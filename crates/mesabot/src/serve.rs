// SPDX-FileCopyrightText: 2026 Mesabot Contributors
// SPDX-License-Identifier: MIT OR Apache-2.0

//! `mesabot serve` command implementation.
//!
//! Wires the configured adapters to the message router and runs the
//! receive loop until stdin closes or a termination signal arrives. The
//! WhatsApp connection itself lives in a separate bridge process that
//! writes `sender<TAB>body` lines to this process's stdin and reads
//! reply lines of the same shape from its stdout.

use std::sync::Arc;

use tokio::io::{AsyncBufReadExt, BufReader};
use tokio::sync::mpsc::UnboundedSender;
use tokio_util::sync::CancellationToken;
use tracing::{debug, error, info, warn};

use mesabot_botpress::BotpressDialogue;
use mesabot_config::model::MesabotConfig;
use mesabot_core::types::InboundMessage;
use mesabot_core::{
    ChatTransport, DialogueAdapter, HelpdeskAdapter, MesabotError, StorageAdapter,
};
use mesabot_flow::{TechnicianNotifier, TicketFlow};
use mesabot_redmine::RedmineHelpdesk;
use mesabot_router::{MessageRouter, TypingProfile};
use mesabot_session::SessionStore;
use mesabot_storage::SqliteStorage;

use crate::local::{self, LocalTransport, OutputStyle};

/// Runs the `mesabot serve` command.
///
/// Initializes storage and the Redmine and Botpress adapters, builds the
/// ticket flow and message router on top of them, and runs the router
/// until the bridge closes stdin or a termination signal arrives.
pub async fn run_serve(config: MesabotConfig) -> Result<(), MesabotError> {
    // Initialize tracing subscriber.
    init_tracing(&config.agent.log_level);

    info!(version = env!("CARGO_PKG_VERSION"), "starting mesabot serve");

    // Storage first: every other component records through it.
    let sqlite = SqliteStorage::new(config.storage.clone());
    sqlite.initialize().await?;
    let storage: Arc<dyn StorageAdapter> = Arc::new(sqlite);

    let helpdesk: Arc<dyn HelpdeskAdapter> = match RedmineHelpdesk::new(&config) {
        Ok(helpdesk) => Arc::new(helpdesk),
        Err(e) => {
            error!(error = %e, "redmine adapter initialization failed");
            eprintln!(
                "error: Redmine is not usable. \
                 Set redmine.url and redmine.api_key (or REDMINE_API_KEY)."
            );
            return Err(e);
        }
    };

    let dialogue: Arc<dyn DialogueAdapter> = match BotpressDialogue::new(&config) {
        Ok(dialogue) => Arc::new(dialogue),
        Err(e) => {
            error!(error = %e, "botpress adapter initialization failed");
            eprintln!("error: Botpress is not usable. Set botpress.url and botpress.bot_id.");
            return Err(e);
        }
    };

    let (transport, injector) = LocalTransport::new(OutputStyle::Bridge);
    let transport: Arc<dyn ChatTransport> = Arc::new(transport);
    transport.connect().await?;

    let sessions = Arc::new(SessionStore::with_storage(storage.clone()));

    let mut notifier = TechnicianNotifier::new(helpdesk.clone(), transport.clone());
    if let Some(url) = &config.redmine.url {
        notifier = notifier.with_issue_url_base(url.clone());
    }

    let flow = Arc::new(
        TicketFlow::new(helpdesk.clone())
            .with_storage(storage.clone())
            .with_notifier(Arc::new(notifier))
            .with_page_size(config.redmine.page_size),
    );

    let router = Arc::new(
        MessageRouter::new(transport, dialogue, flow, sessions)
            .with_storage(storage)
            .with_typing(TypingProfile::from_config(&config.transport)),
    );

    let reader = tokio::spawn(read_bridge_lines(injector));

    let cancel = install_signal_handler();
    router.run(cancel).await?;

    reader.abort();
    info!("mesabot serve shutdown complete");
    Ok(())
}

/// Feeds `sender<TAB>body` lines from stdin into the transport until EOF.
///
/// Stdin EOF drops the injector, which closes the transport's inbound
/// queue and lets the router loop exit on its own.
async fn read_bridge_lines(injector: UnboundedSender<InboundMessage>) {
    let mut lines = BufReader::new(tokio::io::stdin()).lines();
    loop {
        match lines.next_line().await {
            Ok(Some(line)) => {
                if line.trim().is_empty() {
                    continue;
                }
                let Some((sender, body)) = parse_bridge_line(&line) else {
                    warn!(line = %line, "malformed bridge line skipped");
                    continue;
                };
                if injector.send(local::make_inbound(sender, &body)).is_err() {
                    break;
                }
            }
            Ok(None) => {
                info!("bridge stdin closed");
                break;
            }
            Err(e) => {
                warn!(error = %e, "bridge stdin read error");
                break;
            }
        }
    }
}

/// Splits a bridge line into sender and unescaped body.
///
/// Only the first tab separates; later raw tabs belong to the body.
fn parse_bridge_line(line: &str) -> Option<(&str, String)> {
    let (sender, body) = line.split_once('\t')?;
    let sender = sender.trim();
    if sender.is_empty() {
        return None;
    }
    Some((sender, local::unescape_line(body)))
}

/// Installs signal handlers for SIGTERM and SIGINT.
///
/// Returns a [`CancellationToken`] that is cancelled when either signal
/// is received. The handler task runs in the background until then.
pub fn install_signal_handler() -> CancellationToken {
    let token = CancellationToken::new();
    let token_clone = token.clone();

    tokio::spawn(async move {
        let ctrl_c = tokio::signal::ctrl_c();

        #[cfg(unix)]
        {
            use tokio::signal::unix::{signal, SignalKind};
            let mut sigterm =
                signal(SignalKind::terminate()).expect("failed to install SIGTERM handler");

            tokio::select! {
                _ = ctrl_c => {
                    info!("received SIGINT (Ctrl+C), initiating shutdown");
                }
                _ = sigterm.recv() => {
                    info!("received SIGTERM, initiating shutdown");
                }
            }
        }

        #[cfg(not(unix))]
        {
            let _ = ctrl_c.await;
            info!("received Ctrl+C, initiating shutdown");
        }

        token_clone.cancel();
        debug!("shutdown signal handler completed");
    });

    token
}

/// Initializes the tracing subscriber from the configured log level.
///
/// `RUST_LOG` wins when set; the fallback applies the configured level
/// globally and quiets the per-request noise of the HTTP stack.
fn init_tracing(log_level: &str) {
    use tracing_subscriber::EnvFilter;

    let filter = EnvFilter::try_from_default_env()
        .unwrap_or_else(|_| EnvFilter::new(format!("{log_level},hyper=warn,reqwest=warn")));

    tracing_subscriber::fmt()
        .with_env_filter(filter)
        .with_target(true)
        .with_thread_names(false)
        .init();
}
// SPDX-FileCopyrightText: 2026 Mesabot Contributors
// SPDX-License-Identifier: MIT OR Apache-2.0

//! Test harness for end-to-end integration testing.
//!
//! `TestHarness` assembles a complete assistant stack: mock transport,
//! mock dialogue engine, mock helpdesk, a session store mirrored into a
//! temp SQLite database, and the message router running its receive loop.
//! Tests inject sender messages and assert on captured replies and on the
//! durable records.

use std::sync::Arc;
use std::time::Duration;

use tokio::task::JoinHandle;
use tokio_util::sync::CancellationToken;

use mesabot_config::model::StorageConfig;
use mesabot_core::types::DialogueReply;
use mesabot_core::{MesabotError, StorageAdapter};
use mesabot_flow::TicketFlow;
use mesabot_router::{MessageRouter, TypingProfile};
use mesabot_session::SessionStore;
use mesabot_storage::SqliteStorage;

use crate::mock_dialogue::MockDialogue;
use crate::mock_helpdesk::MockHelpdesk;
use crate::mock_transport::MockTransport;

/// Default wait for replies to land; the router delivers asynchronously.
const REPLY_WAIT: Duration = Duration::from_secs(2);

/// Builder for creating test environments with configurable options.
pub struct TestHarnessBuilder {
    replies: Vec<DialogueReply>,
    typing: TypingProfile,
    page_size: Option<u64>,
}

impl TestHarnessBuilder {
    fn new() -> Self {
        Self {
            replies: Vec::new(),
            typing: TypingProfile::instant(),
            page_size: None,
        }
    }

    /// Pre-load dialogue engine replies, popped in order.
    pub fn with_dialogue_replies(mut self, replies: Vec<DialogueReply>) -> Self {
        self.replies = replies;
        self
    }

    /// Override the zero-delay typing profile (latency tests only).
    pub fn with_typing(mut self, typing: TypingProfile) -> Self {
        self.typing = typing;
        self
    }

    /// Override the listing page size.
    pub fn with_page_size(mut self, page_size: u64) -> Self {
        self.page_size = Some(page_size);
        self
    }

    /// Build the test harness and start the router loop.
    pub async fn build(self) -> Result<TestHarness, MesabotError> {
        // Temp directory for SQLite, removed when the harness drops.
        let temp_dir =
            tempfile::TempDir::new().map_err(|e| MesabotError::Storage { source: e.into() })?;
        let db_path = temp_dir.path().join("test.db");

        let storage = SqliteStorage::new(StorageConfig {
            database_path: db_path.to_string_lossy().to_string(),
            wal_mode: true,
        });
        storage.initialize().await?;
        let storage = Arc::new(storage);

        let transport = Arc::new(MockTransport::new());
        let dialogue = Arc::new(MockDialogue::with_replies(self.replies));
        let helpdesk = Arc::new(MockHelpdesk::new());
        let sessions = Arc::new(SessionStore::with_storage(
            storage.clone() as Arc<dyn StorageAdapter>
        ));

        let mut flow =
            TicketFlow::new(helpdesk.clone()).with_storage(storage.clone() as Arc<dyn StorageAdapter>);
        if let Some(page_size) = self.page_size {
            flow = flow.with_page_size(page_size);
        }
        let flow = Arc::new(flow);

        let router = Arc::new(
            MessageRouter::new(
                transport.clone(),
                dialogue.clone(),
                flow,
                sessions.clone(),
            )
            .with_storage(storage.clone() as Arc<dyn StorageAdapter>)
            .with_typing(self.typing),
        );

        let cancel = CancellationToken::new();
        let loop_handle = tokio::spawn(Arc::clone(&router).run(cancel.clone()));

        Ok(TestHarness {
            transport,
            dialogue,
            helpdesk,
            storage,
            sessions,
            router,
            cancel,
            loop_handle,
            _temp_dir: temp_dir,
        })
    }
}

/// A complete test environment with mock adapters, temp storage and the
/// router loop already running.
pub struct TestHarness {
    /// The mock chat transport: inject inbound, capture outbound.
    pub transport: Arc<MockTransport>,
    /// The mock dialogue engine.
    pub dialogue: Arc<MockDialogue>,
    /// The in-memory ticketing backend.
    pub helpdesk: Arc<MockHelpdesk>,
    /// SQLite record store (temp DB, cleaned up on drop). The concrete
    /// type is exposed so tests can read transcripts and row counts.
    pub storage: Arc<SqliteStorage>,
    /// The session store backing the router.
    pub sessions: Arc<SessionStore>,
    /// The router under test.
    pub router: Arc<MessageRouter>,
    cancel: CancellationToken,
    loop_handle: JoinHandle<Result<(), MesabotError>>,
    /// Temp directory kept alive for cleanup on drop.
    _temp_dir: tempfile::TempDir,
}

impl TestHarness {
    /// Create a new builder for configuring the test harness.
    pub fn builder() -> TestHarnessBuilder {
        TestHarnessBuilder::new()
    }

    /// Inject one sender message into the running router loop.
    pub async fn send(&self, sender_id: &str, body: &str) {
        self.transport.inject_text(sender_id, body).await;
    }

    /// Wait until at least `n` replies have been delivered in total.
    pub async fn wait_for_replies(&self, n: usize) -> bool {
        self.transport.wait_for_sent(n, REPLY_WAIT).await
    }

    /// The text of the most recent delivered reply.
    pub async fn last_reply(&self) -> Option<String> {
        self.transport
            .sent_messages()
            .await
            .last()
            .map(|(_, text)| text.clone())
    }

    /// Stop the router loop and wait for it to exit. The loop closes the
    /// record store on the way out; reads still work afterwards, only the
    /// WAL has been checkpointed.
    pub async fn shutdown(self) -> Result<(), MesabotError> {
        self.cancel.cancel();
        match self.loop_handle.await {
            Ok(result) => result,
            Err(e) => Err(MesabotError::Internal(format!(
                "router loop join failed: {e}"
            ))),
        }
    }
}
// SPDX-FileCopyrightText: 2026 Mesabot Contributors
// SPDX-License-Identifier: MIT OR Apache-2.0

//! Conversation transcript rows.

use mesabot_core::MesabotError;
use mesabot_core::types::Direction;
use rusqlite::params;

use crate::database::Database;
use crate::models::StoredMessage;

/// Append one message to the transcript. `created_at` is assigned by the
/// database clock.
pub async fn save(
    db: &Database,
    phone: &str,
    direction: Direction,
    body: &str,
) -> Result<(), MesabotError> {
    let phone = phone.to_string();
    let direction = direction.to_string();
    let body = body.to_string();
    db.connection()
        .call(move |conn| {
            conn.execute(
                "INSERT INTO messages (phone, direction, body) VALUES (?1, ?2, ?3)",
                params![phone, direction, body],
            )?;
            Ok(())
        })
        .await
        .map_err(crate::database::map_tr_err)
}

/// Transcript for one sender in chronological order.
///
/// Ordered by row id rather than `created_at`; consecutive writes can land
/// in the same millisecond.
pub async fn for_phone(
    db: &Database,
    phone: &str,
    limit: Option<i64>,
) -> Result<Vec<StoredMessage>, MesabotError> {
    let phone = phone.to_string();
    db.connection()
        .call(move |conn| {
            let mut messages = Vec::new();
            match limit {
                Some(lim) => {
                    let mut stmt = conn.prepare(
                        "SELECT id, phone, direction, body, created_at
                         FROM messages WHERE phone = ?1
                         ORDER BY id ASC LIMIT ?2",
                    )?;
                    let rows = stmt.query_map(params![phone, lim], |row| {
                        Ok(StoredMessage {
                            id: row.get(0)?,
                            phone: row.get(1)?,
                            direction: row.get(2)?,
                            body: row.get(3)?,
                            created_at: row.get(4)?,
                        })
                    })?;
                    for row in rows {
                        messages.push(row?);
                    }
                }
                None => {
                    let mut stmt = conn.prepare(
                        "SELECT id, phone, direction, body, created_at
                         FROM messages WHERE phone = ?1
                         ORDER BY id ASC",
                    )?;
                    let rows = stmt.query_map(params![phone], |row| {
                        Ok(StoredMessage {
                            id: row.get(0)?,
                            phone: row.get(1)?,
                            direction: row.get(2)?,
                            body: row.get(3)?,
                            created_at: row.get(4)?,
                        })
                    })?;
                    for row in rows {
                        messages.push(row?);
                    }
                }
            }
            Ok(messages)
        })
        .await
        .map_err(crate::database::map_tr_err)
}

/// Number of transcript rows.
pub async fn count(db: &Database) -> Result<i64, MesabotError> {
    db.connection()
        .call(|conn| {
            let n: i64 =
                conn.query_row("SELECT COUNT(*) FROM messages", [], |row| row.get(0))?;
            Ok(n)
        })
        .await
        .map_err(crate::database::map_tr_err)
}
* * * * * * *
Exercise instructions: Nothing beyond the line that contains "use mesabot_redmine::RedmineHelpdesk;" belongs in the answer; reproduce the entries exactly from their first line through it.

Output below:
filename crates/mesabot/src/serve.rs
// SPDX-FileCopyrightText: 2026 Mesabot Contributors
// SPDX-License-Identifier: MIT OR Apache-2.0

//! `mesabot serve` command implementation.
//!
//! Wires the configured adapters to the message router and runs the
//! receive loop until stdin closes or a termination signal arrives. The
//! WhatsApp connection itself lives in a separate bridge process that
//! writes `sender<TAB>body` lines to this process's stdin and reads
//! reply lines of the same shape from its stdout.

use std::sync::Arc;

use tokio::io::{AsyncBufReadExt, BufReader};
use tokio::sync::mpsc::UnboundedSender;
use tokio_util::sync::CancellationToken;
use tracing::{debug, error, info, warn};

use mesabot_botpress::BotpressDialogue;
use mesabot_config::model::MesabotConfig;
use mesabot_core::types::InboundMessage;
use mesabot_core::{
    ChatTransport, DialogueAdapter, HelpdeskAdapter, MesabotError, StorageAdapter,
};
use mesabot_flow::{TechnicianNotifier, TicketFlow};
use mesabot_redmine::RedmineHelpdesk;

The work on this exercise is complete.